= Mille (woreda) =

District in Afar Region, Ethiopia

Mille is a woreda of Awsi Rasu (Administrative Zone 1) within Afar Region, Ethiopia.
It is named for the Mille River, a tributary of the Awash River.
Mille is bordered on the south by the Administrative Zone 3, on the southwest by Administrative Zone 5, on the west by the Amhara Region, on the northwest by Chifra, on the northeast by Dubti, and on the southeast by the Somali Region.
Towns in Mille include Mille and Eli Wuha.

The highest point in this district is Mount Gabillema, at 1,459 meters (4787 feet), a dormant volcano in the southeastern part.
Roads in this woreda include the feeder road between Chifra and Mille, which is 105 kilometers (65 miles) in length; it was constructed in two segments between February 1999 and February 2001 by SUR Construction.
Important local landmarks include the Yangudi Rassa National Park, which covers the southeast corner of Mille, but not Mount Gabillema; and the archeological sites at Hadar and Dikika where specimens of Australopithecus afarensis have been recovered.

==History==
In 2004, grazing conditions in Mille woreda had become degraded due to the encroachment by invasive thick and thorny Prosopis juliflora bushes, leading to significant tensions between Issa and Afar herders, due to the resulting scarcity of pasturage.

On 4 February 2007, the Afar Regional Cabinet approved the division of this woreda, creating a new woreda out of the western part, with its administrative center to be at Hadar.

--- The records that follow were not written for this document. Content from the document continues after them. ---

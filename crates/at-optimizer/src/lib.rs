//! # at-optimizer
//!
//! Resource-allocation schedulers for hyperparameter optimization.
//!
//! Provides the evaluator/problem contracts, the Hyperband scheduler (bracket
//! generation plus successive halving), a random-search baseline, evaluation
//! history bookkeeping, and sequential or thread-pool execution of rounds.

mod evaluator;
mod events;
mod execution;
mod history;
mod hyperband;
mod optimizer;
mod random;

pub use evaluator::{Evaluator, Problem};
pub use events::OptimizerEvent;
pub use execution::Execution;
pub use history::{
    Checkpoint, Evaluation, EvaluationHistory, HistoryEntry, ObjectiveDirection,
    OptimizationReport, OptimizationStatus, RunId, RunState, StopReason,
};
pub use hyperband::{BracketPlan, HyperbandConfig, HyperbandOptimizer, HyperbandSchedule, RoundPlan};
pub use optimizer::Optimizer;
pub use random::{RandomOptimizer, RandomSearchConfig};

The Ethiopian paleoanthropologist Yohannes Haile-Selassie led a number of digs in this woreda between 2004 and 2007.

== Demographics ==
Based on the 2007 Census conducted by the Central Statistical Agency of Ethiopia (CSA), this woreda has a total population of 90,673, of whom 49,705 are men and 40,968 women; with an area of 5,345.71 square kilometers (2063.99 square miles), Mille has a population density of 16.96 people per square kilometer (43.93 people per square mile). While 14,208 or 15.67% are urban inhabitants, a further 66,212 or 73.02% are pastoralists. A total of 14,515 households were counted in this woreda, which results in an average of 6.2 persons to a household, and 15,642 housing units. 98.72% of the population said they were Muslim, and 1.22% were Orthodox Christians.